Whenever a line carries the word "server", pull it out of the entries.

> **TASK INPUT**:
■ ■ ■ ■ ■ ■ ■
//! HTTP client for the evaluation store.

use serde::Deserialize;
use thiserror::Error;

/// A stored evaluation row, as returned by `GET /evaluations/:greenId`.
#[derive(Debug, Clone, Deserialize)]
pub struct EvaluationRecord {
    pub id: i64,
    pub green_id: String,
    pub comment: String,
    pub created_at: String,
}

#[derive(Debug, Error)]
pub enum ClientError {
    #[error("request failed: {0}")]
    Transport(#[from] reqwest::Error),
    /// Non-2xx response; status and body are surfaced to the user as-is.
    #[error("server returned {status}: {body}")]
    Status { status: u16, body: String },
}

#[derive(Debug, Clone)]
pub struct EvaluationClient {
    base_url: String,
    http: reqwest::Client,
}

impl EvaluationClient {
    pub fn new(base_url: impl Into<String>) -> Self {
        let mut base_url = base_url.into();
        while base_url.ends_with('/') {
            base_url.pop();
        }
        Self {
            base_url,
            http: reqwest::Client::new(),
        }
    }

    pub fn base_url(&self) -> &str {
        &self.base_url
    }

    /// Fetches all evaluations for a feature, newest first. An unknown id
    /// yields an empty list, not an error.
    pub async fn list_evaluations(
        &self,
        green_id: &str,
    ) -> Result<Vec<EvaluationRecord>, ClientError> {
        let url = format!("{}/evaluations/{green_id}", self.base_url);
        let response = self.http.get(url).send().await?;
        let response = error_for_status(response).await?;
        Ok(response.json().await?)
    }

    /// Submits a new evaluation. The comment is trimmed by the caller;
    /// the server re-validates regardless.
    pub async fn submit_evaluation(
        &self,
        green_id: &str,
        comment: &str,
    ) -> Result<(), ClientError> {
        let url = format!("{}/evaluate", self.base_url);
        let payload = serde_json::json!({
            "greenId": green_id,
            "comment": comment,
        });
        let response = self.http.post(url).json(&payload).send().await?;
        error_for_status(response).await?;
        Ok(())
    }
}

/// Turns a non-2xx response into a `ClientError::Status` carrying the
/// body, so the panel can show the server's reason.
async fn error_for_status(response: reqwest::Response) -> Result<reqwest::Response, ClientError> {
    let status = response.status();
    if status.is_success() {
        return Ok(response);
    }
    let body = response.text().await.unwrap_or_default();
    Err(ClientError::Status {
        status: status.as_u16(),
        body,
    })
}

#[cfg(test)]
mod tests {
    use super::*;

    #[test]
    fn base_url_trailing_slash_is_stripped() {
        let client = EvaluationClient::new("http://localhost:3001/");
        assert_eq!(client.base_url(), "http://localhost:3001");
    }

    #[test]
    fn status_error_carries_status_and_body() {
        let err = ClientError::Status {
            status: 400,
            body: r#"{"error":"missing greenId"}"#.to_string(),
        };
        let message = err.to_string();
        assert!(message.contains("400"));
        assert!(message.contains("missing greenId"));
    }
}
■ ■ ■ ■ ■ ■ ■
> **ANSWER BOX**:
    #[error("server returned {status}: {body}")]
    /// the server re-validates regardless.
/// body, so the panel can show the server's reason.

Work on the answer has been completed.